# Directions:
Return a copy of every line in the records that includes the word "CONTROL".

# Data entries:
————————

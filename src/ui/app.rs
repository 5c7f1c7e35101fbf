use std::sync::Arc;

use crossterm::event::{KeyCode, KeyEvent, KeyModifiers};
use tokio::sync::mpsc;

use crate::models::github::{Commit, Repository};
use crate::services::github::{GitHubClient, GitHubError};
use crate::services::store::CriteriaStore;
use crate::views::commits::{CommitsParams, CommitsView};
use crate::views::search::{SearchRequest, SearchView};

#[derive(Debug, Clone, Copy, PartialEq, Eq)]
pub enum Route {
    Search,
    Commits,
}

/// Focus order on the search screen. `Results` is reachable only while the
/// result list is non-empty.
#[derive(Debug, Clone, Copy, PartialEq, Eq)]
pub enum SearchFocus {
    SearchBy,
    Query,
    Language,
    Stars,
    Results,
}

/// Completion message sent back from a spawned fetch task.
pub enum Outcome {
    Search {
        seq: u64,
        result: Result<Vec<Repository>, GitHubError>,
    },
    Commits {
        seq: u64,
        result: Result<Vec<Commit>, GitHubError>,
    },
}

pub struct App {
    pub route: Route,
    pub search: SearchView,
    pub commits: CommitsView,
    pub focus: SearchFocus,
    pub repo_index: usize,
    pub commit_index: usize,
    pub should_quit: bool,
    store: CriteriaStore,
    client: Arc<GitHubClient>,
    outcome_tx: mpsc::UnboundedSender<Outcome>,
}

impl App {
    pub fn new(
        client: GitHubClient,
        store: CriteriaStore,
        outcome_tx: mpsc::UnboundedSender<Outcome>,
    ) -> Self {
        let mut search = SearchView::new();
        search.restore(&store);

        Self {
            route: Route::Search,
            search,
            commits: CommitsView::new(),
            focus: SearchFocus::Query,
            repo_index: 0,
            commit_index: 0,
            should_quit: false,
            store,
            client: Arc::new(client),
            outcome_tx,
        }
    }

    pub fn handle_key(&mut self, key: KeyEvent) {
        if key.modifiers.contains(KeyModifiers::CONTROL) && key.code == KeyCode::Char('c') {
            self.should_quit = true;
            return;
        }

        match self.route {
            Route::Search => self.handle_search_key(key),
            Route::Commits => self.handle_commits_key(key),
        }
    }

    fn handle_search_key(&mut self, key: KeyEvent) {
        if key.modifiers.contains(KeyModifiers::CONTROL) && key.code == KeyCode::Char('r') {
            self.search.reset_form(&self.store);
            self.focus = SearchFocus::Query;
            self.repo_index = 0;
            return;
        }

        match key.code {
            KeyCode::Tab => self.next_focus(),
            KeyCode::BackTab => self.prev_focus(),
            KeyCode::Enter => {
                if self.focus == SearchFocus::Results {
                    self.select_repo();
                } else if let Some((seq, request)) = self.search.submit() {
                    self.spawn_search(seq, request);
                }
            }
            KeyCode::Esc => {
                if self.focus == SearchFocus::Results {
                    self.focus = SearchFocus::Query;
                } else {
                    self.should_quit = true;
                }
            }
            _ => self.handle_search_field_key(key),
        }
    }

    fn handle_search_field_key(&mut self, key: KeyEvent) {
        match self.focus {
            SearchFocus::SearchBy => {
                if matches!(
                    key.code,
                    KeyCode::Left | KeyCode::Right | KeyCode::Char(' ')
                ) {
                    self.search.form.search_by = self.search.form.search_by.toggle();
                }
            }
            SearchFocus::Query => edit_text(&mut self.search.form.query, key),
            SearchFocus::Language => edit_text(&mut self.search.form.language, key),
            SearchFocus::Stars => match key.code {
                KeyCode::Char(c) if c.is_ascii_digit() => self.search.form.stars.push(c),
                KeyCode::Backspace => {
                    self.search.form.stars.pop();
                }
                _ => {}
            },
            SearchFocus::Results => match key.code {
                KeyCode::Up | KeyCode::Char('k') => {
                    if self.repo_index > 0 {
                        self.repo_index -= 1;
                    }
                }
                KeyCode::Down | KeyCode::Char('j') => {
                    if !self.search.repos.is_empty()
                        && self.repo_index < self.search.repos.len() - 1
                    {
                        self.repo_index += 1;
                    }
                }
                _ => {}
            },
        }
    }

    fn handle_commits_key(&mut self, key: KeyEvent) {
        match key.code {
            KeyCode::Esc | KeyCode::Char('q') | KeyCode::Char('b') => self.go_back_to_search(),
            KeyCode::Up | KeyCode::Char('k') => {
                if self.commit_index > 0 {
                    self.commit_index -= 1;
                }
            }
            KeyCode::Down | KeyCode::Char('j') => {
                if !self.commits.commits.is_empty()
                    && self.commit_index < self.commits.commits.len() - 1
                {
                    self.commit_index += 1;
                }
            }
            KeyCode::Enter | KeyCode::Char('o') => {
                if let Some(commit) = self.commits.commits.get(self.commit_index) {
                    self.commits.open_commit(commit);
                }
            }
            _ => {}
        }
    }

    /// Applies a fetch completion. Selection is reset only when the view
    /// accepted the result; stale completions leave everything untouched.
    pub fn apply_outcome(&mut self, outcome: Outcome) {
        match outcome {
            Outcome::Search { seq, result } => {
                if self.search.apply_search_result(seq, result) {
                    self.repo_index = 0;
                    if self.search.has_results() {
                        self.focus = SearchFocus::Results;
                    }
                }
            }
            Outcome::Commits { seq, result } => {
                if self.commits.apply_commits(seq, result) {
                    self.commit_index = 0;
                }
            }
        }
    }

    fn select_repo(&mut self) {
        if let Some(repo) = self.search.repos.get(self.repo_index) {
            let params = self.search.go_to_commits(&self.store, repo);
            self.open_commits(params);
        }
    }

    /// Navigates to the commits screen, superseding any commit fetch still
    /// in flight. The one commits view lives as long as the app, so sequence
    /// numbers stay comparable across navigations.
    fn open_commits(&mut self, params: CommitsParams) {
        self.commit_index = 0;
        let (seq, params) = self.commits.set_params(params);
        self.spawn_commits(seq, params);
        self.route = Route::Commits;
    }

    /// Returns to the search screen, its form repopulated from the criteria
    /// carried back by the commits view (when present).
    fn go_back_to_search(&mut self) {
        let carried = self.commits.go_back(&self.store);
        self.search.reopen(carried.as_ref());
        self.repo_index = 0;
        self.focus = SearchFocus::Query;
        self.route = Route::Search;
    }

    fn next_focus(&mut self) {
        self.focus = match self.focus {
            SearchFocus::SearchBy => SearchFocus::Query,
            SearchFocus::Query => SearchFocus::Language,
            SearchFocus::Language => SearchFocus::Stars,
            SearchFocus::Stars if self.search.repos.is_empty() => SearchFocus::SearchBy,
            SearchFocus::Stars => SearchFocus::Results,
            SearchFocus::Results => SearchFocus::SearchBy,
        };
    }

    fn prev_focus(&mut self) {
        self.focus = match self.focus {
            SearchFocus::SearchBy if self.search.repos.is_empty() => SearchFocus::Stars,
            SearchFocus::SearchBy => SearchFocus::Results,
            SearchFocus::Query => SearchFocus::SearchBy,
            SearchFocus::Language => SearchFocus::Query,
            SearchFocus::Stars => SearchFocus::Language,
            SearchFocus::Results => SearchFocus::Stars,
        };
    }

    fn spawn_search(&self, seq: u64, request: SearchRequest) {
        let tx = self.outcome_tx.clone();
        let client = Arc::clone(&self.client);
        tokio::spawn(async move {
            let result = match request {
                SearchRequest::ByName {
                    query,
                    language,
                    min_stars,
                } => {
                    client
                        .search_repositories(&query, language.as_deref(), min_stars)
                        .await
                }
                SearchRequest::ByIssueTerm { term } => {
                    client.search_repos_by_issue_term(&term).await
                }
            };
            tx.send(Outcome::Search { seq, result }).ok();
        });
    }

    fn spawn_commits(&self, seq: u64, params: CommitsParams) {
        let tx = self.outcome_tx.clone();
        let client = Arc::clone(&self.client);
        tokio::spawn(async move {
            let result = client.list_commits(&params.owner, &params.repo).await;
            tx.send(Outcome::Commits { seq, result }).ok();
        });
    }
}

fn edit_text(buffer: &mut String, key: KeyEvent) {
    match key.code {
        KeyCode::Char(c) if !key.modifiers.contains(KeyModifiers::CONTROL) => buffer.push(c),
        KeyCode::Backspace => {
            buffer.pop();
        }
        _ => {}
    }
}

————————

# Worked solution:
        if key.modifiers.contains(KeyModifiers::CONTROL) && key.code == KeyCode::Char('c') {
        if key.modifiers.contains(KeyModifiers::CONTROL) && key.code == KeyCode::Char('r') {
        KeyCode::Char(c) if !key.modifiers.contains(KeyModifiers::CONTROL) => buffer.push(c),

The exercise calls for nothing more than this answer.